→ TASK DATA

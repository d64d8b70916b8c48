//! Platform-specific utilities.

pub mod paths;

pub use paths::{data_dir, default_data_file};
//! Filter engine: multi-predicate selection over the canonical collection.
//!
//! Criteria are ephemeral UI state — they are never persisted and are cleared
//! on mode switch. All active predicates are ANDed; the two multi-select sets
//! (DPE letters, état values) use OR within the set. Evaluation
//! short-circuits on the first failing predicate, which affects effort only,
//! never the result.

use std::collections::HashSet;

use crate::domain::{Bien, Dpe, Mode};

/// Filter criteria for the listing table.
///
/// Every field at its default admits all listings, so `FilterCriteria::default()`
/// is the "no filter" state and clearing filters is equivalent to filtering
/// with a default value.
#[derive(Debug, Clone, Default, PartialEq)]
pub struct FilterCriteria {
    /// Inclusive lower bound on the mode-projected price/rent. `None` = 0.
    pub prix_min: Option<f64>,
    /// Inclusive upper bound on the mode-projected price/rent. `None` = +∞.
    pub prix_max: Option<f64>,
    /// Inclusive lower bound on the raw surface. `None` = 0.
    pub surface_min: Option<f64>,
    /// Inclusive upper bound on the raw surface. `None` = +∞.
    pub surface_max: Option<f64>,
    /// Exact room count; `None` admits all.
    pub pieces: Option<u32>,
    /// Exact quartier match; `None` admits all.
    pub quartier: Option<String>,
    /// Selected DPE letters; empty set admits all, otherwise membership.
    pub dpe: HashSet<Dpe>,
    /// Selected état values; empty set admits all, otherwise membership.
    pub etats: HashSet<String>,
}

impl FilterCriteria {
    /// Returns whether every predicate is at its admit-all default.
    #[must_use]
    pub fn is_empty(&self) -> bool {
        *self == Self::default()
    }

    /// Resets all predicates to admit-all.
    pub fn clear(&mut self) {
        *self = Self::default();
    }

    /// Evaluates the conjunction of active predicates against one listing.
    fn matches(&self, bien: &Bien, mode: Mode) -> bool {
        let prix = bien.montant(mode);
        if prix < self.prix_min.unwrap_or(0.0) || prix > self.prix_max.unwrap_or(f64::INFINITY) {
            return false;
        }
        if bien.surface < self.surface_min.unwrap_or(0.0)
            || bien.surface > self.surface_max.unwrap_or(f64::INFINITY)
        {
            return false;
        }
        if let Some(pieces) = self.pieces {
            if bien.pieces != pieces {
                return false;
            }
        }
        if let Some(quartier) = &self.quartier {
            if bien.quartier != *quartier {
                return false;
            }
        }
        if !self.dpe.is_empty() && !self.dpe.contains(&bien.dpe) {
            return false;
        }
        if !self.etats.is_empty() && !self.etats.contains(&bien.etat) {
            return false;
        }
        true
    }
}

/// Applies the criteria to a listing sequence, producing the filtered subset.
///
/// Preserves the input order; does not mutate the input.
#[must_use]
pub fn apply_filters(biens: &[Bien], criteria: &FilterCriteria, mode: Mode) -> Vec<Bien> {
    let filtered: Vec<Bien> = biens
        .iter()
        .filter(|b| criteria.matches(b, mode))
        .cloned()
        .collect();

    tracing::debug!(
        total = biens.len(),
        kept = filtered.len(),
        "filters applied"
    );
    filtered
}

==

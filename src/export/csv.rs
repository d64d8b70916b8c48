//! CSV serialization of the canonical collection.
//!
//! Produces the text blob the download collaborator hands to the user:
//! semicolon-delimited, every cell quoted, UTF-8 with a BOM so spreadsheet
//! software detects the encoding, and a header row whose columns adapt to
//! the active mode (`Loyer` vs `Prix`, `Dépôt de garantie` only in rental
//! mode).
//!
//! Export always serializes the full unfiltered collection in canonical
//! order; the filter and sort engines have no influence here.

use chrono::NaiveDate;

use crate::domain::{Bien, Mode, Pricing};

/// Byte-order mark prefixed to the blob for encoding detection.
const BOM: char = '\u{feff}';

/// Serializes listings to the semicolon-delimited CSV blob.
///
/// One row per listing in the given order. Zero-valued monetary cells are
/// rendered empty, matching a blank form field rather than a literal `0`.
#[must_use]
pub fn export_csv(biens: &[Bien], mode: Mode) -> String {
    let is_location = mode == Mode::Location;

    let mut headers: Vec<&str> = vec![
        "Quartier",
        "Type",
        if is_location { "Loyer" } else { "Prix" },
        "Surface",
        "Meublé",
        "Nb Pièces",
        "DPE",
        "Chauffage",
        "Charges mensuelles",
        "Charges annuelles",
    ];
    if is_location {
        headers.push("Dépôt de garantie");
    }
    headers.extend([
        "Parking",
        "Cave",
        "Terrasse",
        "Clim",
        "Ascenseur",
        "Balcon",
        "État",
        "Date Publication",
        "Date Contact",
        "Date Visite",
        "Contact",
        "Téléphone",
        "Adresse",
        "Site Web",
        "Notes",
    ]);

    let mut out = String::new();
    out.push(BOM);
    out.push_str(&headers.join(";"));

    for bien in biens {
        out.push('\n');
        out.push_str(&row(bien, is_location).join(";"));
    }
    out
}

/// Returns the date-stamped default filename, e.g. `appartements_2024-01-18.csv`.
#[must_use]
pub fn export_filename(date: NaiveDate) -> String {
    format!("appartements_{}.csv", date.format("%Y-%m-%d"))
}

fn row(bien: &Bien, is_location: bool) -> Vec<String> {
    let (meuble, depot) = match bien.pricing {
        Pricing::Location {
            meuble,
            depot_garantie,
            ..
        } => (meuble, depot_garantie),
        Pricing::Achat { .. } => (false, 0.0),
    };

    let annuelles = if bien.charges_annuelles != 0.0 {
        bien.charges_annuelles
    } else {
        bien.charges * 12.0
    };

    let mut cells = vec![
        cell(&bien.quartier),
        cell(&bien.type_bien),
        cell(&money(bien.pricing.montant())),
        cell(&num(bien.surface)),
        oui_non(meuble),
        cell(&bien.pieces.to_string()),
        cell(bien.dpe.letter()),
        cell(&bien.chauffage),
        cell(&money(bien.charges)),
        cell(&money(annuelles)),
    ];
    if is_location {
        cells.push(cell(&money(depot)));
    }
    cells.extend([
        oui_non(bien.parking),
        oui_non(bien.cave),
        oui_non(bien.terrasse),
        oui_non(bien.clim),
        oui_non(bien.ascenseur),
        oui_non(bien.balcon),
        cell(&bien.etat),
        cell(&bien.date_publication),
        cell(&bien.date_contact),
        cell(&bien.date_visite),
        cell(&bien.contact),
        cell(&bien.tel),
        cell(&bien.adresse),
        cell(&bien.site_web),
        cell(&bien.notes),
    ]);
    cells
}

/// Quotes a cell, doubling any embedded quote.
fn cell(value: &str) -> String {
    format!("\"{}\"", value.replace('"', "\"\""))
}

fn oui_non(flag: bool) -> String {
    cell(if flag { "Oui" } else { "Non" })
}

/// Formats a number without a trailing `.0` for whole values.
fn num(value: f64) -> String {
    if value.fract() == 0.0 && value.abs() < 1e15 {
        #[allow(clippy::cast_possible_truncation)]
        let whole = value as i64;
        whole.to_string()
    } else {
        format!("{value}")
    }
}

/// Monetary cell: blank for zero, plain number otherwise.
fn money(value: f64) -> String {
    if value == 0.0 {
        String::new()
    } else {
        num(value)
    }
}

→ ACTION ITEM
Within the listing above, work out the number of lines that hold "lower", and give that number alone.

→ SOLUTION TO THE PROBLEM
2